Nogueira lança mão do recurso do romance histórico para narrar de modo envolvente os acontecimentos de um período de 15 anos, que começa quando ninguém sabia voar -- e muito pesquisador sério nem sequer cogitava que isso fosse possível ou útil --, em 1896, até o momento em que todo mundo sabia, em 1910. Diz ele que sua intenção com isso era dar espaço para que o leitor chegasse às suas próprias conclusões sobre o papel de cada um. De fato é delicioso ver as picuinhas entre os diversos personagens dessa história e acompanhar ano a ano os erros, acertos e atropelos na "corrida maluca" pelo desenvolvimento do "mais pesado que o ar". Mas a verdade é que fica bastante difícil não desenvolver certa simpatia pelos irmãos americanos.

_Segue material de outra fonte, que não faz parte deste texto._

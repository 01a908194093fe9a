//! Identity provider integration.

pub mod hosted;
pub mod provider;
pub mod session;

pub use hosted::HostedAuth;
pub use provider::AuthProvider;
pub use session::Session;
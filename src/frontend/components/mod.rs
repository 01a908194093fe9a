//! UI components.

pub mod common;
pub mod layout;
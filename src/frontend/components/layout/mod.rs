pub mod guarded;
pub mod navigation;

pub use guarded::Guarded;
pub use navigation::Navigation;
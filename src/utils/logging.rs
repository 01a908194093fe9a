//! Logging setup.

use env_logger::Env;

/// Filter used when neither `RUST_LOG` nor the config sets one.
pub const DEFAULT_FILTER: &str = "warn,Daybook=info,hyper=warn,reqwest=warn";

/// Installs the global logger. `RUST_LOG` wins over `default_filter`.
pub fn init(default_filter: &str) {
    let filter = if default_filter.trim().is_empty() {
        DEFAULT_FILTER
    } else {
        default_filter
    };

    // A second call (e.g. from tests) is not an error worth surfacing
    let _ = env_logger::Builder::from_env(Env::default().default_filter_or(filter))
        .format_timestamp_secs()
        .try_init();
}
//! Frontend module for the `Daybook` application.

pub mod app;
pub mod components;
pub mod pages;
pub mod services;
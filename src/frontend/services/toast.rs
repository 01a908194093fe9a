//! Toast notifications.

use crate::backend::utils::config::ToastOptions;
use dioxus::prelude::*;
use std::time::Duration;

/// Horizontal distance a toast has to be dragged before it is dismissed.
pub const DRAG_DISMISS_DISTANCE: f64 = 80.0;

pub static TOASTS: GlobalSignal<ToastQueue> = Signal::global(ToastQueue::default);

#[derive(Debug, Clone, Copy, PartialEq, Eq)]
pub enum ToastKind {
    Info,
    Success,
    Warning,
    Error,
}

impl ToastKind {
    pub const fn class(self) -> &'static str {
        match self {
            Self::Info => "toast info",
            Self::Success => "toast success",
            Self::Warning => "toast warning",
            Self::Error => "toast error",
        }
    }
}

#[derive(Debug, Clone, PartialEq)]
pub struct Toast {
    pub id: u64,
    pub kind: ToastKind,
    pub message: String,
    remaining: Duration,
    paused: bool,
    drag_origin: Option<f64>,
    /// Set when a drag moved the toast; swallows the click that ends it.
    dragged: bool,
}

impl Toast {
    #[cfg(test)]
    pub const fn is_paused(&self) -> bool {
        self.paused
    }
}

#[derive(Debug, Clone, Default, PartialEq)]
pub struct ToastQueue {
    options: ToastOptions,
    toasts: Vec<Toast>,
    next_id: u64,
}

impl ToastQueue {
    pub fn new(options: ToastOptions) -> Self {
        Self {
            options,
            ..Self::default()
        }
    }

    pub const fn options(&self) -> &ToastOptions {
        &self.options
    }

    pub fn toasts(&self) -> &[Toast] {
        &self.toasts
    }

    pub fn is_empty(&self) -> bool {
        self.toasts.is_empty()
    }

    pub fn push(&mut self, kind: ToastKind, message: impl Into<String>) -> u64 {
        let id = self.next_id;
        self.next_id += 1;
        self.toasts.push(Toast {
            id,
            kind,
            message: message.into(),
            remaining: self.options.timeout(),
            paused: false,
            drag_origin: None,
            dragged: false,
        });
        id
    }

    pub fn dismiss(&mut self, id: u64) -> bool {
        let before = self.toasts.len();
        self.toasts.retain(|toast| toast.id != id);
        self.toasts.len() != before
    }

    pub fn click(&mut self, id: u64) -> bool {
        let Some(toast) = self.toasts.iter_mut().find(|toast| toast.id == id) else {
            return false;
        };
        if std::mem::take(&mut toast.dragged) {
            return false;
        }
        self.options.close_on_click && self.dismiss(id)
    }

    pub fn pause(&mut self, id: u64) {
        if self.options.pause_on_hover {
            self.set_paused(id, true);
        }
    }

    pub fn resume(&mut self, id: u64) {
        self.set_paused(id, false);
    }

    fn set_paused(&mut self, id: u64, paused: bool) {
        if let Some(toast) = self.toasts.iter_mut().find(|toast| toast.id == id) {
            toast.paused = paused;
        }
    }

    /// Advances the clock and drops expired toasts.
    pub fn tick(&mut self, elapsed: Duration) {
        for toast in self.toasts.iter_mut().filter(|toast| !toast.paused) {
            toast.remaining = toast.remaining.saturating_sub(elapsed);
        }
        self.toasts.retain(|toast| !toast.remaining.is_zero());
    }

    pub fn begin_drag(&mut self, id: u64, x: f64) {
        if !self.options.draggable {
            return;
        }
        if let Some(toast) = self.toasts.iter_mut().find(|toast| toast.id == id) {
            toast.drag_origin = Some(x);
        }
    }

    /// Finishes a drag; returns whether the toast was dismissed.
    pub fn end_drag(&mut self, id: u64, x: f64) -> bool {
        let Some(toast) = self.toasts.iter_mut().find(|toast| toast.id == id) else {
            return false;
        };
        let Some(origin) = toast.drag_origin.take() else {
            return false;
        };

        let distance = (x - origin).abs();
        if distance >= DRAG_DISMISS_DISTANCE {
            return self.dismiss(id);
        }
        toast.dragged = distance > 0.0;
        false
    }
}

pub fn info(message: impl Into<String>) {
    TOASTS.write().push(ToastKind::Info, message);
}

pub fn success(message: impl Into<String>) {
    TOASTS.write().push(ToastKind::Success, message);
}

pub fn warning(message: impl Into<String>) {
    TOASTS.write().push(ToastKind::Warning, message);
}

pub fn error(message: impl Into<String>) {
    TOASTS.write().push(ToastKind::Error, message);
}
//! Shared backend utilities.

pub mod config;
pub mod css;
pub mod paths;
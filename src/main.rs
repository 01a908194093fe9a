mod backend;
mod frontend;
mod utils;

use crate::backend::utils::config::AppConfig;
use crate::backend::utils::css::ResourceLoader;
use crate::frontend::app::main::Route;
use crate::frontend::components::common::Toaster;
use crate::frontend::services::context::AuthState;
use crate::frontend::services::toast::{TOASTS, ToastQueue};
use dioxus::LaunchBuilder;
use dioxus::prelude::*;
use dioxus_desktop::{Config, LogicalSize, WindowBuilder};
use dioxus_router::Router;
use std::sync::OnceLock;

static CONFIG: OnceLock<AppConfig> = OnceLock::new();

fn main() {
    let (config, config_error) = match AppConfig::load() {
        Ok(config) => (config, None),
        Err(e) => (AppConfig::default(), Some(e)),
    };

    // Logging setup
    utils::logging::init(&config.logging.filter);
    if let Some(e) = config_error {
        log::error!(
            "Failed to load {:?}, using defaults: {e}",
            AppConfig::get_config_path()
        );
    }

    let size = LogicalSize::new(config.window.width, config.window.height);
    let desktop = Config::default()
        .with_window(
            WindowBuilder::new()
                .with_title("Daybook")
                .with_inner_size(size)
                .with_min_inner_size(LogicalSize::new(640.0, 480.0))
                .with_resizable(config.window.resizable),
        )
        .with_menu(None);

    let _ = CONFIG.set(config);
    LaunchBuilder::new().with_cfg(desktop).launch(AppRoot);
}

#[component]
fn AppRoot() -> Element {
    let config = use_context_provider(|| Signal::new(CONFIG.get().cloned().unwrap_or_default()));
    let auth = use_context_provider(|| AuthState::from_config(&config.peek()));

    use_hook(|| *TOASTS.write() = ToastQueue::new(config.peek().toast.clone()));

    // Restore a remembered session once the provider is up
    use_future(move || {
        let mut auth = auth.clone();
        async move { auth.restore().await }
    });

    let theme = config.read().ui.theme.class();
    let styles = ResourceLoader::combine_css(&["base", "navigation", "toast", "pages"]);

    rsx! {
        style { dangerous_inner_html: styles }
        div { class: "app {theme}",
            Router::<Route> {}
            Toaster {}
        }
    }
}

Quem está acostumado a ver em outras obras declarações explícitas de apoio a Santos-Dumont, talvez se decepcione um pouco. O autor mostra sim a genialidade e os sonhos do inventor brasileiro festejado em Paris, mas o descreve como um homem deprimido, dependente de atenção.

Os Wright, por outro lado, aparecem como formiguinhas trabalhadoras, pacientes e determinadas, e cautelosos a tal ponto que quase põem tudo a perder. Eles tinham a faca e o queijo na mão. Pelas cartas que trocavam com outros pesquisadores da aviação, como o americano Chanute, e pelos registros detalhados que fizeram de seus experimentos, é quase impossível questionar o papel que desempenharam para a concretização do vôo mecânico. No entanto, a teimosia, para não dizer ranhetice, de não quererem se apresentar em público até terem em mãos a patente de seu invento fez o mundo inteiro desconfiar por muito tempo de que não fossem capazes de voar de modo controlado.

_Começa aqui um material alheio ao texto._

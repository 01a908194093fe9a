use crate::backend::auth::hosted::KeyInstance;
use crate::backend::router::FALLBACK_PATH;
use crate::frontend::services::context::AuthState;
use crate::frontend::services::toast;
use dioxus::prelude::*;
use dioxus_router::use_navigator;

#[component]
pub fn Profile() -> Element {
    let nav = use_navigator();
    let auth = use_context::<AuthState>();
    let Some(session) = auth.session.read().clone() else {
        return rsx! { div { class: "loading" } };
    };

    let instance = match auth.provider.as_ref().map(|p| p.key().instance) {
        Some(KeyInstance::Production) => "Production",
        Some(KeyInstance::Development) => "Development",
        None => "Not configured",
    };
    let signed_in_at = session
        .signed_in_at
        .with_timezone(&chrono::Local)
        .format("%Y-%m-%d %H:%M")
        .to_string();

    let portal = auth.clone();
    let sign_out = move |_: MouseEvent| {
        let mut auth = auth.clone();
        spawn(async move {
            auth.sign_out().await;
            toast::info("Signed out");
            nav.replace(FALLBACK_PATH);
        });
    };

    rsx! {
        section { class: "card",
            h2 { "{session.label()}" }
            p { class: "muted", "User ID: {session.user_id}" }
            p { class: "muted", "Signed in: {signed_in_at}" }
            p { class: "muted", "Instance: {instance}" }
        }
        section { class: "card",
            div { class: "field",
                button {
                    class: "button secondary",
                    onclick: move |_| portal.open_account_portal(),
                    "Manage account"
                }
                button { class: "button", onclick: sign_out, "Sign out" }
            }
        }
    }
}
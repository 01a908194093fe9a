use crate::backend::router::FALLBACK_PATH;
use dioxus::prelude::*;
use dioxus_router::navigator;

/// Catch-all: sends unknown locations to the fallback page.
#[component]
pub fn Unmatched(segments: Vec<String>) -> Element {
    let nav = navigator();
    log::debug!("No route for /{}, redirecting", segments.join("/"));
    nav.replace(FALLBACK_PATH);
    rsx! { div {} }
}
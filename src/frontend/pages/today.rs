//! Public landing page with the sign-in form.

use crate::frontend::services::context::AuthState;
use crate::frontend::services::toast;
use chrono::Local;
use dioxus::{events::KeyboardEvent, prelude::*};
use dioxus_router::use_navigator;

#[component]
pub fn Today() -> Element {
    let auth = use_context::<AuthState>();
    let date = Local::now().format("%A, %B %-d").to_string();

    rsx! {
        section { class: "card",
            h2 { "{date}" }
            p { class: "muted", "Plan the day, then get to it." }
        }
        if let Some(session) = auth.session.read().clone() {
            section { class: "card",
                h2 { "Welcome back, {session.label()}" }
                p { class: "muted", "Your dashboard is ready." }
            }
        } else if auth.is_configured() {
            SignIn {}
        } else {
            section { class: "card",
                h2 { "Sign-in unavailable" }
                p { class: "muted",
                    "Set CLERK_PUBLISHABLE_KEY to enable sign-in. Until then only this page is available."
                }
            }
        }
    }
}

#[component]
fn SignIn() -> Element {
    let nav = use_navigator();
    let auth = use_context::<AuthState>();
    let mut user_id = use_signal(String::new);
    let mut display_name = use_signal(String::new);
    let mut error = use_signal(|| None::<String>);
    let mut busy = use_signal(|| false);

    let submit = use_callback({
        let auth = auth.clone();
        move |()| {
            if busy() {
                return;
            }
            busy.set(true);
            error.set(None);

            let mut auth = auth.clone();
            let id = user_id.read().trim().to_string();
            let name = display_name.read().trim().to_string();
            spawn(async move {
                match auth.sign_in(id, name).await {
                    Ok(session) => {
                        toast::success(format!("Signed in as {}", session.label()));
                        nav.push("/dashboard");
                    }
                    Err(e) => {
                        log::warn!("Sign-in failed: {e}");
                        toast::error("Sign-in failed");
                        error.set(Some(e));
                    }
                }
                busy.set(false);
            });
        }
    });

    let on_keydown = move |e: KeyboardEvent| {
        if e.key() == Key::Enter {
            submit.call(());
        }
    };

    rsx! {
        section { class: "card",
            h2 { "Sign in" }
            div { class: "field",
                input {
                    r#type: "text",
                    value: "{user_id}",
                    maxlength: "64",
                    placeholder: "User ID",
                    autofocus: true,
                    oninput: move |e| user_id.set(e.value()),
                    onkeydown: on_keydown,
                }
                input {
                    r#type: "text",
                    value: "{display_name}",
                    placeholder: "Display name (optional)",
                    oninput: move |e| display_name.set(e.value()),
                    onkeydown: on_keydown,
                }
                button {
                    class: "button",
                    disabled: busy(),
                    onclick: move |_| submit.call(()),
                    if busy() { "Signing in..." } else { "Sign in" }
                }
            }
            if let Some(message) = error() {
                div { class: "error-message", "{message}" }
            }
            div { class: "field",
                button {
                    class: "button secondary",
                    onclick: move |_| auth.open_account_portal(),
                    "Open account page"
                }
            }
        }
    }
}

Mas o pior mesmo foi depois. Confiantes de que tinham direito a cobrar pela sua descoberta, e quase obsessivos com a patente, se envolveram numa série de processos judiciais contra outros inventores, fato que atravancou a evolução do avião nos Estados Unidos. Entretanto, como Nogueira bem define no final do livro, a Europa, pressionada pela guerra, permitiu que a aviação alcançasse o seu potencial, e o "avião nasceu, apesar dos Wright".

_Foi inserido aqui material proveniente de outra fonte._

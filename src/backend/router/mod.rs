//! Route metadata and the auth-aware navigation guard.

pub mod guard;
pub mod table;

pub use guard::{GuardDecision, NavigationGuard, NavigationRequest};
pub use table::{FALLBACK_PATH, Resolution, RouteDescriptor, resolve};
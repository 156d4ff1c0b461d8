//! Core driver abstractions
//!
//! This module provides the building blocks shared by drivers and wrappers:
//! the driver traits, parameters, values, state enums and the error type used by
//! the bundled backends.

pub mod database_types;
pub mod driver;
pub mod error;
pub mod execute;
pub mod parameter;
pub mod value;

// Re-export commonly used types
pub use database_types::{CommandBehavior, CommandType, ConnectionState, IsolationLevel};
pub use driver::{Command, Connection, DataReader, Transaction};
pub use error::{DatabaseError, Result};
pub use execute::ConnectionExt;
pub use parameter::{Parameter, ParameterCollection};
pub use value::DatabaseValue;
use super::Field;
use serde_json::Value;

/// Fill a message template with field values
///
/// `{name}` and `{@name}` are replaced by the value of the field called `name`:
/// strings are inserted verbatim, everything else as compact JSON. Placeholders
/// without a matching field are left untouched.
///
/// ```rust
/// use rust_database_logger::logging::render_template;
/// use serde_json::json;
///
/// let message = render_template(
///     "SQL: {sql}, Parameters: {@params}",
///     &[("sql", json!("SELECT 1")), ("params", json!({"Id": 1}))],
/// );
/// assert_eq!(message, r#"SQL: SELECT 1, Parameters: {"Id":1}"#);
/// ```
pub fn render_template(template: &str, fields: &[Field]) -> String {
    let mut out = String::with_capacity(template.len());
    let mut rest = template;

    while let Some(open) = rest.find('{') {
        out.push_str(&rest[..open]);
        let after = &rest[open + 1..];
        let Some(close) = after.find('}') else {
            out.push_str(&rest[open..]);
            return out;
        };

        let name = &after[..close];
        let key = name.strip_prefix('@').unwrap_or(name);
        match fields.iter().find(|(field, _)| *field == key) {
            Some((_, value)) => push_value(&mut out, value),
            None => {
                out.push('{');
                out.push_str(name);
                out.push('}');
            }
        }
        rest = &after[close + 1..];
    }

    out.push_str(rest);
    out
}

fn push_value(out: &mut String, value: &Value) {
    match value {
        Value::String(s) => out.push_str(s),
        other => out.push_str(&other.to_string()),
    }
}

#[cfg(test)]
mod tests {
    use super::*;
    use serde_json::json;

    #[test]
    fn test_render_substitutes_fields() {
        let fields = [("rows", json!(2))];
        assert_eq!(render_template("Affected {rows} rows", &fields), "Affected 2 rows");
    }

    #[test]
    fn test_render_keeps_unknown_placeholders() {
        assert_eq!(render_template("{missing} here", &[]), "{missing} here");
        assert_eq!(render_template("unterminated {brace", &[]), "unterminated {brace");
    }

    #[test]
    fn test_render_structured_value() {
        let fields = [("result", json!(null))];
        assert_eq!(
            render_template("Scalar result: {@result}", &fields),
            "Scalar result: null"
        );
    }
}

O ponto final da história é também seu momento mais rico, apesar de fictício. O autor imagina um diálogo, em 1927, entre Dumont, internado em uma casa de repouso para tratar a esclerose múltipla e a depressão que o atingiam por causa dos rumos tomados por seu invento (o brasileiro jamais se conformou com o uso do avião na guerra), e Orville Wright (Wilbur, a essa altura já estava morto). A conversa que se segue não só apresenta um resumo dos acontecimentos, como funciona como um verdadeiro ajuste de contas que a história jamais permitiu.